Cinema | January 26th, 2026
By Greg Carlson
The versatile Nia DaCosta follows her underseen and underappreciated “Hedda” (one of my 2025 favorites) with the first female-helmed entry in the 28 Days/Weeks/Years Later series, a fascinating and grisly memento mori called “28 Years Later: The Bone Temple.” Featuring a mesmerizing performance by an all-in Ralph Fiennes, reprising his role as Dr. Ian Kelson, DaCosta’s violent, vicious, and bloody chapter also brims with intelligence, visual beauty and even a measure of unexpected grace in the unlikeliest of places. Alex Garland’s re-imagining of George Romero’s foundational and groundbreaking modern ghouls as fast-moving, zombie-like marauders infected by the Rage Virus continues to surprise and delight genre fans, no mean feat in one of horror’s most overworked categories.
Inaugurated in 2002 by the formidable team of screenwriter Garland, director Danny Boyle, and producer Andrew Macdonald, the saga today feels even more terrifyingly parallel to the unsafe, precipice-of-disaster dystopian hellscape currently tormenting American citizens. “The Bone Temple” takes place in the incongruously lush valleys and rolling hills of Northern England. The rural location of the Yorkshire Dales provides both budgetary relief as well as a striking contrast to city-set films. The title structure, hauntingly introduced in the previous chapter, plays an even bigger role this time, serving as the site of the climactic showdown between Kelson and the Jimmy Savile-inspired cult/gang leader Sir Lord Jimmy Crystal, the sadistic killer played to perfection by Jack O’Connell with the same degree of chilling commitment he brought to Irish vampire Remmick in “Sinners.”
Young Spike (Alfie Williams), now caught in the teeth of reluctant membership in Lord Jimmy’s merciless crew, must comply with awful instructions as a matter of survival. Spike’s experiences continue to be presented as the locus of audience identification, even though Kelson arguably takes over as the central protagonist of the new installment. Alongside Spike as one of Lord Jimmy’s seven “fingers” is Erin Kellyman’s Jimmy Ink, whose sensitivity to Spike’s plight sets her apart from the rest of the thugs eager to flay and slay any unfortunates who come into contact with the deranged scavengers. Jimmy Ink’s willingness to defy Lord Jimmy keeps the viewer invested by reminding us that anything could happen at any moment.
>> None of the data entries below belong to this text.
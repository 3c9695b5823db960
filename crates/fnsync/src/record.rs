//! The normalized shape of one routine, current or desired.

use fnsync_sql::{QualifiedName, Volatility};

/// Everything reconciliation compares about a routine.
///
/// The inspector builds one from the catalog, the normalizer builds one from
/// configuration; both produce the same shapes so they can be compared field
/// by field.
#[derive(Debug, Clone, PartialEq, Eq)]
pub struct FunctionRecord {
    pub name: QualifiedName,
    /// `None` when unknown (desired state without an owner).
    pub owner: Option<String>,
    pub language: String,
    /// Cannot be altered in place once the routine exists.
    pub return_type: String,
    /// Argument declarations joined with `", "`, as the catalog renders them.
    pub arguments: String,
    pub volatility: Volatility,
    pub strict: bool,
    pub security_definer: bool,
    pub source: String,
}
Kelson’s relationship with the hulking, infected Samson (Chi Lewis-Parry) arrives at a surprising conclusion. In one of the movie’s most poignant scenes, we learn that the supply of morphine and antipsychotics used by the physician to calm the dangerous Alpha is quickly running out. Amidst the downward spiral toward abject hopelessness, a small glimmer of light shines: Could Kelson’s drug cocktail be a roadmap to a Rage Virus cure? Even though Fiennes will soon have the opportunity to pull out the stops, the calm tenderness with which he communicates with Samson paints his character in subtle shades.
Kelson’s devotion to the construction of the title necropolis suggests the simultaneous presence of madness and the radical act of warding off despair. The irony and paradox of human mortality versus transcendent eternal life manifests in Kelson’s project, a monument of a piece with the real-life locations written about and photographed by Paul Koudounaris in his definitive 2011 book “Empire of Death: A Cultural History of Ossuaries and Charnel Houses.” The Bone Temple attracts the attention of Lord Jimmy, leading to a tour de force Black Mass parody underscored by Iron Maiden’s “The Number of the Beast” in one of contemporary horror’s most enthralling set pieces.